| Exercise requirements |
Within the material below, filter for lines that hold the word "IntoResponse".

| Records for the task |
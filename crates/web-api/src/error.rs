use application::{ApplicationError, ErrorKind};
use axum::{
    extract::rejection::{JsonRejection, QueryRejection},
    http::StatusCode,
    response::{IntoResponse, Response},
    Json,
};
use config::Environment;
use serde::Serialize;

#[derive(Debug, Serialize)]
pub struct ErrorBody {
    pub status: &'static str,
    pub code: &'static str,
    pub message: String,
    #[serde(skip_serializing_if = "Option::is_none")]
    pub detail: Option<String>,
}

#[derive(Debug)]
pub struct ApiError {
    status: StatusCode,
    body: ErrorBody,
}

impl ApiError {
    pub fn new(status: StatusCode, code: &'static str, message: impl Into<String>) -> Self {
        Self {
            status,
            body: ErrorBody {
                status: "error",
                code,
                message: message.into(),
                detail: None,
            },
        }
    }

    pub fn bad_request(message: impl Into<String>) -> Self {
        Self::new(StatusCode::BAD_REQUEST, "BAD_REQUEST", message)
    }

    pub fn status(&self) -> StatusCode {
        self.status
    }

    fn with_detail(mut self, detail: String) -> Self {
        self.body.detail = Some(detail);
        self
    }

    /// 把应用层错误映射为 HTTP 响应。
    ///
    /// 调用方可修正的错误直接返回错误信息；后端故障只返回笼统信息，
    /// 原始错误仅在开发环境放进 `detail`。
    pub fn from_application(error: ApplicationError, environment: Environment) -> Self {
        let kind = error.kind();
        let (status, code) = match kind {
            ErrorKind::Validation => (StatusCode::BAD_REQUEST, "VALIDATION_ERROR"),
            ErrorKind::NotFound => (StatusCode::NOT_FOUND, "NOT_FOUND"),
            ErrorKind::Conflict => (StatusCode::CONFLICT, "CONFLICT"),
            ErrorKind::Authorization => (StatusCode::FORBIDDEN, "FORBIDDEN"),
            ErrorKind::Database => (StatusCode::INTERNAL_SERVER_ERROR, "DATABASE_ERROR"),
            ErrorKind::Connection => (StatusCode::SERVICE_UNAVAILABLE, "DATABASE_UNAVAILABLE"),
        };

        if error.is_client_error() {
            return Self::new(status, code, error.to_string());
        }

        tracing::error!(error = %error, ?kind, "request failed");
        let message = match kind {
            ErrorKind::Connection => "database is unavailable",
            _ => "internal database error",
        };
        let api_error = Self::new(status, code, message);
        if environment.is_production() {
            api_error
        } else {
            api_error.with_detail(error.to_string())
        }
    }
}

impl From<JsonRejection> for ApiError {
    fn from(rejection: JsonRejection) -> Self {
        Self::new(StatusCode::BAD_REQUEST, "INVALID_JSON", rejection.body_text())
    }
}

impl From<QueryRejection> for ApiError {
    fn from(rejection: QueryRejection) -> Self {
        Self::bad_request(rejection.body_text())
    }
}

impl IntoResponse for ApiError {
    fn into_response(self) -> Response {
        (self.status, Json(self.body)).into_response()
    }
}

| Output of the task |
    response::{IntoResponse, Response},
impl IntoResponse for ApiError {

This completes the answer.